Data for processing Start Marker

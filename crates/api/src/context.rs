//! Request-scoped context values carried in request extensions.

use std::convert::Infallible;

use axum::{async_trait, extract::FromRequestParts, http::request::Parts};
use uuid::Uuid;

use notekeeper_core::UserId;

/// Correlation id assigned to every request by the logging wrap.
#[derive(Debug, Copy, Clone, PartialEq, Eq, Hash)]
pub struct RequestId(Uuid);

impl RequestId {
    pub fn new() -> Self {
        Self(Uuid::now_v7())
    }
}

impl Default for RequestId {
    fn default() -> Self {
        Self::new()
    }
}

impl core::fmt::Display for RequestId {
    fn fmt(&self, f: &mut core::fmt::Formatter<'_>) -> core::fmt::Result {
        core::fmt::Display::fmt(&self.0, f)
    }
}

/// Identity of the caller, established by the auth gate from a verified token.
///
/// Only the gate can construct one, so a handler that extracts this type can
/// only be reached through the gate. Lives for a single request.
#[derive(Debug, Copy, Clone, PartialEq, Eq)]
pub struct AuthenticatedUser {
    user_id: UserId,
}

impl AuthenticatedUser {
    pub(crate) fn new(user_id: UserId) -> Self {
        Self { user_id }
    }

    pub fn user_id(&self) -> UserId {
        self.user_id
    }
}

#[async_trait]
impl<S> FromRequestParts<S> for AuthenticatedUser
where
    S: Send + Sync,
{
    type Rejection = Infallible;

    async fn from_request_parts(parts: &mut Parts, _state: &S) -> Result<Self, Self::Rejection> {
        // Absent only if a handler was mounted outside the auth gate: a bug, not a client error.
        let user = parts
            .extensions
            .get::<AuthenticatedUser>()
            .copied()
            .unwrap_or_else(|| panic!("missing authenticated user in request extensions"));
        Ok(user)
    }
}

Data for processing End Marker
Data for processing Start Marker

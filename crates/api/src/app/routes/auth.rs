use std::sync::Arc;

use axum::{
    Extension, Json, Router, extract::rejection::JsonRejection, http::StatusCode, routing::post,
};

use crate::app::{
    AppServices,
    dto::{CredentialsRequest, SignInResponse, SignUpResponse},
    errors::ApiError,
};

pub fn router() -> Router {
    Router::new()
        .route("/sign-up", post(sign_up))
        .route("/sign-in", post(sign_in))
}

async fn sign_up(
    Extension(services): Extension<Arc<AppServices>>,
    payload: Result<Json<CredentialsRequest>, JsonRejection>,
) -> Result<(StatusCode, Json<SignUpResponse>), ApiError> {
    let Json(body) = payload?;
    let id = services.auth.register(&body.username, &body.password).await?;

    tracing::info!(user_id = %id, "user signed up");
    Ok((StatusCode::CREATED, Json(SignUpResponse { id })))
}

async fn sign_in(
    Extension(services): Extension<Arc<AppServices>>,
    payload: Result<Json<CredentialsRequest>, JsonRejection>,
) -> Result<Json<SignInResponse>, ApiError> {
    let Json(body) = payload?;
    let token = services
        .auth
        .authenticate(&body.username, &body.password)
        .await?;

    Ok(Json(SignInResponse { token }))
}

Data for processing End Marker

Would you please write out, exactly and with no other lines, the stretch of the listing above from the line containing "fn default() ->" through the line containing "a client error."?

    fn default() -> Self {
        Self::new()
    }
}

impl core::fmt::Display for RequestId {
    fn fmt(&self, f: &mut core::fmt::Formatter<'_>) -> core::fmt::Result {
        core::fmt::Display::fmt(&self.0, f)
    }
}

/// Identity of the caller, established by the auth gate from a verified token.
///
/// Only the gate can construct one, so a handler that extracts this type can
/// only be reached through the gate. Lives for a single request.
#[derive(Debug, Copy, Clone, PartialEq, Eq)]
pub struct AuthenticatedUser {
    user_id: UserId,
}

impl AuthenticatedUser {
    pub(crate) fn new(user_id: UserId) -> Self {
        Self { user_id }
    }

    pub fn user_id(&self) -> UserId {
        self.user_id
    }
}

#[async_trait]
impl<S> FromRequestParts<S> for AuthenticatedUser
where
    S: Send + Sync,
{
    type Rejection = Infallible;

    async fn from_request_parts(parts: &mut Parts, _state: &S) -> Result<Self, Self::Rejection> {
        // Absent only if a handler was mounted outside the auth gate: a bug, not a client error.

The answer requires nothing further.